Union Of Concerned Scientists 8
March 27th, “Three mile island 29 years later: Nuclear safety problems still unresolved
http://www.ucsusa.org/news/press_release/three-mile-island-29-years-lat-0104.html
"Three Mile Island was almost 30 years ago so perhaps the industry and the NRC have forgotten about it," said Dave
Lochbaum, the director of UCS's Nuclear Safety Project. "But you can bet that even the people who welcome new
plants in their communities will want to know if what happened at Three Mile Island could happen to them. As of right
now, the industry and the NRC haven't done enough to ensure them it won't."
The Three Mile Island accident was triggered by a loss of reactor cooling water. Before the accident, the plant's cooling
system valves had broken down 10 times over the preceding year. Instead of replacing the faulty valves, workers
opened them manually to keep the plant operating. When other equipment problems occurred during the eleventh valve
failure in March 1979, control room operators were overwhelmed and the plant suffered a partial meltdown.
Since then, the NRC and plant owners have focused more on keeping nuclear plants running over the short-term than
ensuring their safety, Lochbaum said. That strategy has allowed a number of safety problems at plants to build up over
time. When the accumulated problems cause enough interruptions to harm a plant's profitability, owners shut them
down for extensive safety overhauls.
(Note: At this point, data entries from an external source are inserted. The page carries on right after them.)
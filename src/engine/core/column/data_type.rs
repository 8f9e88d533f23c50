use std::fmt;
use std::str::FromStr;

use serde::{Deserialize, Deserializer, Serialize, Serializer};

use crate::engine::core::column::type_parser::parse_data_type;
use crate::engine::errors::ConfigError;

/// Closed set of column types a part can store.
#[derive(Debug, Clone, PartialEq, Eq, Hash)]
pub enum DataType {
    UInt8,
    UInt16,
    UInt32,
    UInt64,
    Int8,
    Int16,
    Int32,
    Int64,
    Float32,
    Float64,
    String,
    FixedString(usize),
    Array(Box<DataType>),
    Nullable(Box<DataType>),
    Tuple(Vec<DataType>),
}

impl DataType {
    pub fn array(inner: DataType) -> Self {
        DataType::Array(Box::new(inner))
    }

    pub fn nullable(inner: DataType) -> Self {
        DataType::Nullable(Box::new(inner))
    }

    /// Serialized width of one value, for types stored as fixed-size values.
    pub fn fixed_width(&self) -> Option<usize> {
        match self {
            DataType::UInt8 | DataType::Int8 => Some(1),
            DataType::UInt16 | DataType::Int16 => Some(2),
            DataType::UInt32 | DataType::Int32 | DataType::Float32 => Some(4),
            DataType::UInt64 | DataType::Int64 | DataType::Float64 => Some(8),
            DataType::FixedString(n) => Some(*n),
            _ => None,
        }
    }

    pub fn is_array(&self) -> bool {
        matches!(self, DataType::Array(_))
    }

    /// Element type of an array, `None` otherwise.
    pub fn array_element(&self) -> Option<&DataType> {
        match self {
            DataType::Array(inner) => Some(inner),
            _ => None,
        }
    }
}

impl fmt::Display for DataType {
    fn fmt(&self, f: &mut fmt::Formatter<'_>) -> fmt::Result {
        match self {
            DataType::UInt8 => f.write_str("UInt8"),
            DataType::UInt16 => f.write_str("UInt16"),
            DataType::UInt32 => f.write_str("UInt32"),
            DataType::UInt64 => f.write_str("UInt64"),
            DataType::Int8 => f.write_str("Int8"),
            DataType::Int16 => f.write_str("Int16"),
            DataType::Int32 => f.write_str("Int32"),
            DataType::Int64 => f.write_str("Int64"),
            DataType::Float32 => f.write_str("Float32"),
            DataType::Float64 => f.write_str("Float64"),
            DataType::String => f.write_str("String"),
            DataType::FixedString(n) => write!(f, "FixedString({n})"),
            DataType::Array(inner) => write!(f, "Array({inner})"),
            DataType::Nullable(inner) => write!(f, "Nullable({inner})"),
            DataType::Tuple(elems) => {
                f.write_str("Tuple(")?;
                for (i, elem) in elems.iter().enumerate() {
                    if i > 0 {
                        f.write_str(", ")?;
                    }
                    write!(f, "{elem}")?;
                }
                f.write_str(")")
            }
        }
    }
}

impl FromStr for DataType {
    type Err = ConfigError;

    fn from_str(s: &str) -> Result<Self, Self::Err> {
        parse_data_type(s)
    }
}

impl Serialize for DataType {
    fn serialize<S: Serializer>(&self, serializer: S) -> Result<S::Ok, S::Error> {
        serializer.collect_str(self)
    }
}

impl<'de> Deserialize<'de> for DataType {
    fn deserialize<D: Deserializer<'de>>(deserializer: D) -> Result<Self, D::Error> {
        let raw = String::deserialize(deserializer)?;
        raw.parse().map_err(serde::de::Error::custom)
    }
}
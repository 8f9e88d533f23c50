pub mod block;
pub mod column;
pub mod data_type;
pub mod serialization;
pub mod stream_path;
pub mod type_parser;
pub mod value;

pub use block::{Block, ColumnWithType};
pub use column::Column;
pub use data_type::DataType;
pub use stream_path::{Substream, SubstreamPath};
pub use value::Value;
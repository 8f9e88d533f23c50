use serde::Deserialize;
use std::env;

#[derive(Debug, Deserialize)]
pub struct Settings {
    pub storage: StorageConfig,
    pub reader: ReaderConfig,
    pub cache: CacheConfig,
    pub logging: LoggingConfig,
}

#[derive(Debug, Deserialize)]
pub struct StorageConfig {
    /// Rows per mark in every part written by the engine.
    pub index_granularity: usize,
}

#[derive(Debug, Deserialize)]
pub struct ReaderConfig {
    /// Estimated bytes to read above which files are memory-mapped instead
    /// of read through a buffer. 0 disables the switch.
    #[serde(default)]
    pub aio_threshold: usize,
    #[serde(default = "default_max_read_buffer_size")]
    pub max_read_buffer_size: usize,
    /// When false, marks missing from the mark cache are loaded but not
    /// inserted, to avoid evicting hotter entries.
    #[serde(default = "default_save_marks_in_cache")]
    pub save_marks_in_cache: bool,
}

#[derive(Debug, Deserialize)]
pub struct CacheConfig {
    pub mark_cache_max_entries: usize,
    /// 0 disables the uncompressed block cache.
    pub uncompressed_cache_max_bytes: usize,
}

#[derive(Debug, Deserialize)]
pub struct LoggingConfig {
    pub log_dir: String,
    pub stdout_level: String,
    pub file_level: String,
}

fn default_max_read_buffer_size() -> usize {
    1024 * 1024
}

fn default_save_marks_in_cache() -> bool {
    true
}

pub const CONFIG_ENV_VAR: &str = "PART_READER_CONFIG";

pub fn load_settings() -> Result<Settings, config::ConfigError> {
    let config_path = env::var(CONFIG_ENV_VAR).unwrap_or_else(|_| "config".to_string());
    load_settings_from(&config_path)
}

pub fn load_settings_from(config_path: &str) -> Result<Settings, config::ConfigError> {
    let settings: Settings = config::Config::builder()
        .add_source(config::File::with_name(config_path))
        .build()?
        .try_deserialize()?;

    Ok(settings)
}
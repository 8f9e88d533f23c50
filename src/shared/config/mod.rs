pub mod global;
pub mod model;

pub use global::CONFIG;
pub use model::{CacheConfig, LoggingConfig, ReaderConfig, Settings, StorageConfig, load_settings};
use std::fs::File;
use std::io::{BufWriter, Write};
use std::path::Path;

use memmap2::MmapOptions;

use crate::engine::core::mark::mark::Mark;
use crate::engine::errors::PartReadError;
use crate::shared::storage_header::{BinaryHeader, FileKind, open_and_header_offset};

/// Reads a `.mrk` file: header followed by `(u64, u64)` little-endian pairs.
/// The entry count must match the part's marks count.
pub fn load_marks(path: &Path, expected_count: usize) -> Result<Vec<Mark>, PartReadError> {
    let (file, header_offset) = open_and_header_offset(path, FileKind::ColumnMarks.magic())
        .map_err(|e| PartReadError::io(path, e))?;
    let mmap = unsafe { MmapOptions::new().map(&file) }.map_err(|e| PartReadError::io(path, e))?;
    let body = &mmap[header_offset..];

    let expected_len = expected_count * Mark::ENCODED_LEN;
    if body.len() != expected_len {
        return Err(PartReadError::Corrupted(format!(
            "bad size of marks file {}: {} bytes, expected {} ({} marks)",
            path.display(),
            body.len(),
            expected_len,
            expected_count
        )));
    }

    let marks = body
        .chunks_exact(Mark::ENCODED_LEN)
        .map(|entry| {
            let mut compressed = [0u8; 8];
            let mut decompressed = [0u8; 8];
            compressed.copy_from_slice(&entry[..8]);
            decompressed.copy_from_slice(&entry[8..]);
            Mark::new(
                u64::from_le_bytes(compressed),
                u64::from_le_bytes(decompressed),
            )
        })
        .collect();
    Ok(marks)
}

pub fn write_marks(path: &Path, marks: &[Mark]) -> Result<(), PartReadError> {
    let file = File::create(path).map_err(|e| PartReadError::io(path, e))?;
    let mut writer = BufWriter::new(file);
    let write = |writer: &mut BufWriter<File>| -> std::io::Result<()> {
        BinaryHeader::new(FileKind::ColumnMarks.magic(), 1, 0).write_to(&mut *writer)?;
        for mark in marks {
            writer.write_all(&mark.offset_in_compressed_file.to_le_bytes())?;
            writer.write_all(&mark.offset_in_decompressed_block.to_le_bytes())?;
        }
        writer.flush()
    };
    write(&mut writer).map_err(|e| PartReadError::io(path, e))
}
Since Three Mile Island, utilities have had to shut down 41 plants for a year or
more, a total of 51 times.
Nuclear accidents are most likely to occur at the beginning or end of a plant's operating lifetime, Lochbaum pointed
out. When a plant first goes on line, workers have to acclimate to new equipment that has not been tested in real-world
situations. Meanwhile, at the end of a plant's life, workers have to compensate for increasingly degraded hardware.
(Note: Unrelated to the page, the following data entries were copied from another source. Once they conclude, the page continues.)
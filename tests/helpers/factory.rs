pub use super::factories::{DataFileFactory, PartWriterFactory};

pub struct Factory;

impl Factory {
    pub fn part_writer() -> PartWriterFactory {
        PartWriterFactory::new()
    }

    pub fn data_file() -> DataFileFactory {
        DataFileFactory::new()
    }
}
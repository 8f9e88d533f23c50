use std::path::{Path, PathBuf};

/// Returns an absolute version of the provided path without touching the filesystem.
/// Falls back to the original path if the current working directory cannot be resolved.
pub fn absolutize<P: AsRef<Path>>(path: P) -> PathBuf {
    let path = path.as_ref();
    if path.is_absolute() {
        return path.to_path_buf();
    }

    std::env::current_dir()
        .map(|cwd| cwd.join(path))
        .unwrap_or_else(|_| path.to_path_buf())
}

/// Appends `suffix` to the last component of `path` (`dir/x` + `.bin` → `dir/x.bin`).
pub fn with_suffix(path: &Path, suffix: &str) -> PathBuf {
    let mut raw = path.as_os_str().to_os_string();
    raw.push(suffix);
    PathBuf::from(raw)
}

/// Escapes a column or stream name so it can be used as a file name:
/// ASCII alphanumerics and `_` are kept, every other byte becomes `%XX`.
pub fn escape_for_file_name(name: &str) -> String {
    let mut out = String::with_capacity(name.len());
    for byte in name.bytes() {
        if byte.is_ascii_alphanumeric() || byte == b'_' {
            out.push(byte as char);
        } else {
            out.push('%');
            out.push_str(&format!("{:02X}", byte));
        }
    }
    out
}
use std::num::NonZeroUsize;
use std::sync::Mutex;
use std::sync::atomic::{AtomicU64, Ordering};

use lru::LruCache;
use tracing::{Level, debug};

use super::cache_keys::MarkCacheKey;
use super::cache_stats::CacheStats;
use crate::engine::core::mark::MarksInCompressedFile;

/// Shared store of decoded marks. Implementations are internally synchronized;
/// published entries are immutable.
pub trait MarkCache: Send + Sync + std::fmt::Debug {
    fn get(&self, key: &MarkCacheKey) -> Option<MarksInCompressedFile>;
    fn put(&self, key: MarkCacheKey, marks: MarksInCompressedFile);
}

#[derive(Debug)]
pub struct LruMarkCache {
    inner: Mutex<LruCache<MarkCacheKey, MarksInCompressedFile>>,
    hits: AtomicU64,
    misses: AtomicU64,
    evictions: AtomicU64,
}

impl LruMarkCache {
    pub fn new(max_entries: usize) -> Self {
        let cap = NonZeroUsize::new(max_entries.max(1)).unwrap_or(NonZeroUsize::MIN);
        Self {
            inner: Mutex::new(LruCache::new(cap)),
            hits: AtomicU64::new(0),
            misses: AtomicU64::new(0),
            evictions: AtomicU64::new(0),
        }
    }

    pub fn stats(&self) -> CacheStats {
        let guard = self.inner.lock().unwrap_or_else(|p| p.into_inner());
        CacheStats {
            hits: self.hits.load(Ordering::Relaxed),
            misses: self.misses.load(Ordering::Relaxed),
            evictions: self.evictions.load(Ordering::Relaxed),
            current_weight: guard.len(),
            capacity: guard.cap().get(),
        }
    }
}

impl MarkCache for LruMarkCache {
    fn get(&self, key: &MarkCacheKey) -> Option<MarksInCompressedFile> {
        let mut guard = self.inner.lock().unwrap_or_else(|p| p.into_inner());
        match guard.get(key) {
            Some(marks) => {
                self.hits.fetch_add(1, Ordering::Relaxed);
                Some(marks.clone())
            }
            None => {
                self.misses.fetch_add(1, Ordering::Relaxed);
                None
            }
        }
    }

    fn put(&self, key: MarkCacheKey, marks: MarksInCompressedFile) {
        let mut guard = self.inner.lock().unwrap_or_else(|p| p.into_inner());
        if let Some((evicted, _)) = guard.push(key.clone(), marks) {
            if evicted != key {
                self.evictions.fetch_add(1, Ordering::Relaxed);
                if tracing::enabled!(Level::DEBUG) {
                    debug!(
                        target: "cache::marks::evict",
                        path = %evicted.path.display(),
                        "Evicted marks"
                    );
                }
            }
        }
    }
}
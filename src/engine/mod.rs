pub mod core;
pub mod errors;

pub use errors::*;
pub mod engine;
pub mod logging;
pub mod shared;

#[cfg(test)]
#[path = "../tests/helpers/mod.rs"]
pub mod test_helpers;
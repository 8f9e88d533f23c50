use crate::engine::errors::PartReadError;

use lz4_flex::block::{compress as lz4_compress, decompress as lz4_decompress};

pub const METHOD_NONE: u8 = 0x02;
pub const METHOD_LZ4: u8 = 0x82;
pub const METHOD_ZSTD: u8 = 0x90;

const ZSTD_LEVEL: i32 = 1;

pub trait CompressionCodec: Sync {
    fn method(&self) -> u8;
    fn compress(&self, input: &[u8]) -> Result<Vec<u8>, PartReadError>;
    fn decompress(&self, input: &[u8], uncompressed_len: usize)
    -> Result<Vec<u8>, PartReadError>;
}

pub struct NoneCodec;

impl CompressionCodec for NoneCodec {
    fn method(&self) -> u8 {
        METHOD_NONE
    }
    fn compress(&self, input: &[u8]) -> Result<Vec<u8>, PartReadError> {
        Ok(input.to_vec())
    }
    fn decompress(
        &self,
        input: &[u8],
        uncompressed_len: usize,
    ) -> Result<Vec<u8>, PartReadError> {
        if input.len() != uncompressed_len {
            return Err(PartReadError::Corrupted(format!(
                "uncompressed block size mismatch: {} != {}",
                input.len(),
                uncompressed_len
            )));
        }
        Ok(input.to_vec())
    }
}

pub struct Lz4Codec;

impl CompressionCodec for Lz4Codec {
    fn method(&self) -> u8 {
        METHOD_LZ4
    }
    fn compress(&self, input: &[u8]) -> Result<Vec<u8>, PartReadError> {
        Ok(lz4_compress(input))
    }
    fn decompress(
        &self,
        input: &[u8],
        uncompressed_len: usize,
    ) -> Result<Vec<u8>, PartReadError> {
        lz4_decompress(input, uncompressed_len)
            .map_err(|e| PartReadError::Corrupted(format!("lz4 decompress: {e}")))
    }
}

pub struct ZstdCodec;

impl CompressionCodec for ZstdCodec {
    fn method(&self) -> u8 {
        METHOD_ZSTD
    }
    fn compress(&self, input: &[u8]) -> Result<Vec<u8>, PartReadError> {
        zstd::bulk::compress(input, ZSTD_LEVEL)
            .map_err(|e| PartReadError::Corrupted(format!("zstd compress: {e}")))
    }
    fn decompress(
        &self,
        input: &[u8],
        uncompressed_len: usize,
    ) -> Result<Vec<u8>, PartReadError> {
        zstd::bulk::decompress(input, uncompressed_len)
            .map_err(|e| PartReadError::Corrupted(format!("zstd decompress: {e}")))
    }
}

static NONE: NoneCodec = NoneCodec;
static LZ4: Lz4Codec = Lz4Codec;
static ZSTD: ZstdCodec = ZstdCodec;

/// Resolves the codec for a method byte found in a block header.
pub fn codec_for(method: u8) -> Result<&'static dyn CompressionCodec, PartReadError> {
    match method {
        METHOD_NONE => Ok(&NONE),
        METHOD_LZ4 => Ok(&LZ4),
        METHOD_ZSTD => Ok(&ZSTD),
        other => Err(PartReadError::Corrupted(format!(
            "unknown compression method 0x{other:02x}"
        ))),
    }
}
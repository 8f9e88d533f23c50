use std::sync::Arc;

/// Position of a granule boundary inside a column data file.
#[derive(Debug, Clone, Copy, PartialEq, Eq, Hash)]
pub struct Mark {
    pub offset_in_compressed_file: u64,
    pub offset_in_decompressed_block: u64,
}

impl Mark {
    pub const ENCODED_LEN: usize = 16;

    pub fn new(offset_in_compressed_file: u64, offset_in_decompressed_block: u64) -> Self {
        Self {
            offset_in_compressed_file,
            offset_in_decompressed_block,
        }
    }
}

/// Marks as published in the mark cache. Immutable once shared.
pub type MarksInCompressedFile = Arc<[Mark]>;

/// Half-open interval of marks `[begin, end)`.
#[derive(Debug, Clone, Copy, PartialEq, Eq, Hash)]
pub struct MarkRange {
    pub begin: usize,
    pub end: usize,
}

impl MarkRange {
    pub fn new(begin: usize, end: usize) -> Self {
        Self { begin, end }
    }

    pub fn len(&self) -> usize {
        self.end.saturating_sub(self.begin)
    }

    pub fn is_empty(&self) -> bool {
        self.end <= self.begin
    }
}

pub type MarkRanges = Vec<MarkRange>;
Three Mile Island and other major nuclear accidents, including ones at Chernobyl, Browns Ferry in Alabama and Fermi
near Detroit, occurred shortly after the plants started operating. Now most of the 104 currently operating U.S. nuclear
power plants are entering the high-risk period at the end of their originally intended 40-year lifespans.
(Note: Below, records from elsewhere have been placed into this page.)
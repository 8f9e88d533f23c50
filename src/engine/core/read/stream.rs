use std::fs;
use std::io::ErrorKind;
use std::path::{Path, PathBuf};
use std::sync::Arc;

use tracing::{Level, debug, trace};

use crate::engine::core::io::{
    CachedBlockSource, CompressedRead, CompressedReadBuffer, FileBlockSource, FileReadOptions,
    ReadInstrumentation, SeekStats,
};
use crate::engine::core::mark::{Mark, MarkRange, MarksInCompressedFile, load_marks};
use crate::engine::core::read::cache::{MarkCache, MarkCacheKey, UncompressedCache};
use crate::engine::core::read::settings::ReaderSettings;
use crate::engine::errors::{LogicError, PartReadError};
use crate::shared::path::{absolutize, with_suffix};
use crate::shared::storage_header::BinaryHeader;

pub const DATA_FILE_EXTENSION: &str = ".bin";
pub const MARKS_FILE_EXTENSION: &str = ".mrk";

/// Marks either loaded by this stream or borrowed from the mark cache.
#[derive(Debug)]
enum LoadedMarks {
    Owned(Vec<Mark>),
    Shared(MarksInCompressedFile),
}

impl LoadedMarks {
    fn as_slice(&self) -> &[Mark] {
        match self {
            LoadedMarks::Owned(marks) => marks,
            LoadedMarks::Shared(marks) => marks,
        }
    }
}

/// Lazily loaded marks of one stream. Loaded at most once.
#[derive(Debug)]
pub struct MarkIndex {
    path: PathBuf,
    marks_count: usize,
    cache: Option<Arc<dyn MarkCache>>,
    save_in_cache: bool,
    loaded: Option<LoadedMarks>,
}

impl MarkIndex {
    pub fn new(
        path: PathBuf,
        marks_count: usize,
        cache: Option<Arc<dyn MarkCache>>,
        save_in_cache: bool,
    ) -> Self {
        Self {
            path,
            marks_count,
            cache,
            save_in_cache,
            loaded: None,
        }
    }

    pub fn is_loaded(&self) -> bool {
        self.loaded.is_some()
    }

    pub fn is_from_cache(&self) -> bool {
        matches!(self.loaded, Some(LoadedMarks::Shared(_)))
    }

    pub fn get(&mut self, index: usize) -> Result<Mark, PartReadError> {
        if index >= self.marks_count {
            return Err(LogicError::MarkOutOfBounds {
                index,
                marks_count: self.marks_count,
            }
            .into());
        }
        let marks = match self.loaded.take() {
            Some(loaded) => loaded,
            None => self.load()?,
        };
        let mark = marks.as_slice()[index];
        self.loaded = Some(marks);
        Ok(mark)
    }

    fn load(&self) -> Result<LoadedMarks, PartReadError> {
        let Some(cache) = &self.cache else {
            return Ok(LoadedMarks::Owned(load_marks(&self.path, self.marks_count)?));
        };
        let key = MarkCacheKey::new(self.path.clone());
        if let Some(marks) = cache.get(&key) {
            if marks.len() != self.marks_count {
                return Err(PartReadError::Corrupted(format!(
                    "cached marks of {} hold {} entries, expected {}",
                    self.path.display(),
                    marks.len(),
                    self.marks_count
                )));
            }
            return Ok(LoadedMarks::Shared(marks));
        }

        let marks = load_marks(&self.path, self.marks_count)?;
        debug!(
            target: "part_reader::marks",
            path = %self.path.display(),
            count = marks.len(),
            save = self.save_in_cache,
            "Loaded marks from disk"
        );
        if !self.save_in_cache {
            return Ok(LoadedMarks::Owned(marks));
        }
        let shared: MarksInCompressedFile = marks.into();
        cache.put(key, Arc::clone(&shared));
        Ok(LoadedMarks::Shared(shared))
    }
}

#[derive(Debug)]
enum DataCursor {
    Cached(CompressedReadBuffer<CachedBlockSource>),
    Plain(CompressedReadBuffer<FileBlockSource>),
}

impl DataCursor {
    fn as_read(&mut self) -> &mut dyn CompressedRead {
        match self {
            DataCursor::Cached(buffer) => buffer,
            DataCursor::Plain(buffer) => buffer,
        }
    }

    fn seek_stats(&self) -> SeekStats {
        match self {
            DataCursor::Cached(buffer) => buffer.seek_stats(),
            DataCursor::Plain(buffer) => buffer.seek_stats(),
        }
    }
}

/// Where the data cursor stands with respect to the marks.
#[derive(Debug, Clone, Copy, PartialEq, Eq)]
pub enum StreamPosition {
    Unpositioned,
    At(usize),
}

/// Bytes and rows produced by one decode of a stream.
#[derive(Debug, Clone, Copy, PartialEq, Eq, Default)]
pub struct StreamRead {
    pub rows: usize,
    pub bytes: u64,
}

/// Everything a stream needs besides its own name.
pub struct StreamOptions<'a> {
    pub part_path: &'a Path,
    pub marks_count: usize,
    pub all_mark_ranges: &'a [MarkRange],
    pub mark_cache: Option<Arc<dyn MarkCache>>,
    pub uncompressed_cache: Option<Arc<dyn UncompressedCache>>,
    pub settings: &'a ReaderSettings,
    pub instrumentation: &'a ReadInstrumentation,
    /// Data file size recorded in part metadata, if any. Only used to
    /// estimate how much will be read.
    pub file_size: Option<u64>,
}

/// Read state of one physical stream (`<stem>.bin` + `<stem>.mrk`).
#[derive(Debug)]
pub struct Stream {
    stem: String,
    marks: MarkIndex,
    data: Option<DataCursor>,
    position: StreamPosition,
}

impl Stream {
    /// Placeholder for a stream whose data file does not exist in the part.
    pub fn empty(stem: impl Into<String>, marks_path: PathBuf) -> Self {
        Self {
            stem: stem.into(),
            marks: MarkIndex::new(marks_path, 0, None, false),
            data: None,
            position: StreamPosition::Unpositioned,
        }
    }

    pub fn open(stem: &str, options: StreamOptions<'_>) -> Result<Self, PartReadError> {
        let stream_path = absolutize(options.part_path.join(stem));
        let data_path = with_suffix(&stream_path, DATA_FILE_EXTENSION);
        let marks_path = with_suffix(&stream_path, MARKS_FILE_EXTENSION);

        let file_len = match fs::metadata(&data_path) {
            Ok(meta) => meta.len(),
            Err(e) if e.kind() == ErrorKind::NotFound => {
                debug!(
                    target: "part_reader::stream",
                    path = %data_path.display(),
                    "Data file is absent, stream is empty"
                );
                return Ok(Self::empty(stem, marks_path));
            }
            Err(e) => return Err(PartReadError::io(&data_path, e)),
        };

        let marks_count = options.marks_count;
        let settings = options.settings;
        let mut marks = MarkIndex::new(
            marks_path,
            marks_count,
            options.mark_cache,
            settings.save_marks_in_cache,
        );

        let buffer_size = compute_buffer_size(
            &mut marks,
            options.all_mark_ranges,
            marks_count,
            settings.max_read_buffer_size,
        )?;
        let estimated_size = if settings.aio_threshold > 0 {
            // Checksummed sizes only steer the estimate; reads stop at the real end of file.
            let file_size = options.file_size.unwrap_or(file_len);
            estimate_read_size(&mut marks, options.all_mark_ranges, marks_count, file_size)?
        } else {
            0
        };

        let first_mark = options
            .all_mark_ranges
            .iter()
            .map(|range| range.begin)
            .min()
            .unwrap_or(0);
        let start = if first_mark == 0 {
            Mark::new(BinaryHeader::TOTAL_LEN as u64, 0)
        } else {
            marks.get(first_mark)?
        };

        let file_options = FileReadOptions {
            start_offset: start.offset_in_compressed_file,
            estimated_size,
            aio_threshold: settings.aio_threshold,
            buffer_size,
            instrumentation: options.instrumentation.clone(),
        };
        let data = match options.uncompressed_cache {
            Some(cache) => DataCursor::Cached(CompressedReadBuffer::new(
                CachedBlockSource::new(data_path, file_len, file_options, cache),
                start,
            )),
            None => DataCursor::Plain(CompressedReadBuffer::new(
                FileBlockSource::open(&data_path, &file_options)?,
                start,
            )),
        };

        if tracing::enabled!(Level::DEBUG) {
            debug!(
                target: "part_reader::stream",
                stream = stem,
                buffer_size,
                estimated_size,
                first_mark,
                cached = matches!(data, DataCursor::Cached(_)),
                "Opened stream"
            );
        }

        Ok(Self {
            stem: stem.to_string(),
            marks,
            data: Some(data),
            position: StreamPosition::At(first_mark),
        })
    }

    pub fn stem(&self) -> &str {
        &self.stem
    }

    pub fn is_empty(&self) -> bool {
        self.data.is_none()
    }

    pub fn position(&self) -> StreamPosition {
        self.position
    }

    pub fn marks_loaded(&self) -> bool {
        self.marks.is_loaded()
    }

    pub fn marks_from_cache(&self) -> bool {
        self.marks.is_from_cache()
    }

    pub fn get_mark(&mut self, index: usize) -> Result<Mark, PartReadError> {
        self.marks.get(index)
    }

    /// Positions the cursor at mark `index`. Free when already there.
    pub fn seek_to_mark(&mut self, index: usize) -> Result<(), PartReadError> {
        if self.data.is_none() || self.position == StreamPosition::At(index) {
            return Ok(());
        }
        let mark = self.marks.get(index)?;
        if let Some(data) = &mut self.data {
            data.as_read().seek(mark)?;
        }
        if tracing::enabled!(Level::TRACE) {
            trace!(
                target: "part_reader::stream",
                stream = %self.stem,
                index,
                ?mark,
                "Seek to mark"
            );
        }
        self.position = StreamPosition::At(index);
        Ok(())
    }

    /// Decodes the data of marks `[from, to)`. On success the stream is left
    /// at mark `to`; on failure it is unpositioned.
    pub fn read_marks<F>(
        &mut self,
        from: usize,
        to: usize,
        decode: F,
    ) -> Result<StreamRead, PartReadError>
    where
        F: FnOnce(&mut dyn CompressedRead) -> Result<usize, PartReadError>,
    {
        if self.data.is_none() {
            return Ok(StreamRead::default());
        }
        self.seek_to_mark(from)?;
        self.position = StreamPosition::Unpositioned;
        let Some(data) = &mut self.data else {
            return Ok(StreamRead::default());
        };
        let reader = data.as_read();
        let before = reader.bytes_consumed();
        let rows = decode(&mut *reader)?;
        let bytes = reader.bytes_consumed() - before;
        self.position = StreamPosition::At(to);
        Ok(StreamRead { rows, bytes })
    }

    pub fn seek_stats(&self) -> SeekStats {
        self.data
            .as_ref()
            .map(DataCursor::seek_stats)
            .unwrap_or_default()
    }
}

/// Smallest buffer that holds the largest compressed span of any range,
/// extended to the end of the block the range ends in.
pub(crate) fn compute_buffer_size(
    marks: &mut MarkIndex,
    ranges: &[MarkRange],
    marks_count: usize,
    max_read_buffer_size: usize,
) -> Result<usize, PartReadError> {
    let mut max_span = 0u64;
    for range in ranges {
        let mut right = range.end;
        if right < marks_count && marks.get(right)?.offset_in_decompressed_block > 0 {
            let end_offset = marks.get(range.end)?.offset_in_compressed_file;
            while right < marks_count && marks.get(right)?.offset_in_compressed_file == end_offset
            {
                right += 1;
            }
        }

        // Ranges reaching the end of the part read through to the last block.
        if right >= marks_count
            || (right + 1 == marks_count
                && marks.get(right)?.offset_in_compressed_file
                    == marks.get(range.end)?.offset_in_compressed_file)
        {
            max_span = max_read_buffer_size as u64;
            break;
        }

        let span = marks.get(right)?.offset_in_compressed_file
            - marks.get(range.begin)?.offset_in_compressed_file;
        max_span = max_span.max(span);
    }
    Ok((max_read_buffer_size as u64).min(max_span) as usize)
}

pub(crate) fn estimate_read_size(
    marks: &mut MarkIndex,
    ranges: &[MarkRange],
    marks_count: usize,
    file_size: u64,
) -> Result<u64, PartReadError> {
    let mut estimated = 0u64;
    for range in ranges {
        let begin = if range.begin > 0 {
            marks.get(range.begin)?.offset_in_compressed_file
        } else {
            0
        };
        let end = if range.end < marks_count {
            marks.get(range.end)?.offset_in_compressed_file
        } else {
            file_size
        };
        estimated += end.saturating_sub(begin);
    }
    Ok(estimated)
}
If the nuclear industry constructs a new fleet of power plants, Lochbaum said, there will be at a higher risk for a nuclear
accident because nearly all of the plants in the United States will be either very new or very old.
"If the industry wants to build a new generation of nuclear plants, it first should prove that it can safely operate the ones
currently in operation," he said. "And before the NRC approves any new plants, the agency should make sure the
industry isn't as careless with its new plants as it was with its old ones."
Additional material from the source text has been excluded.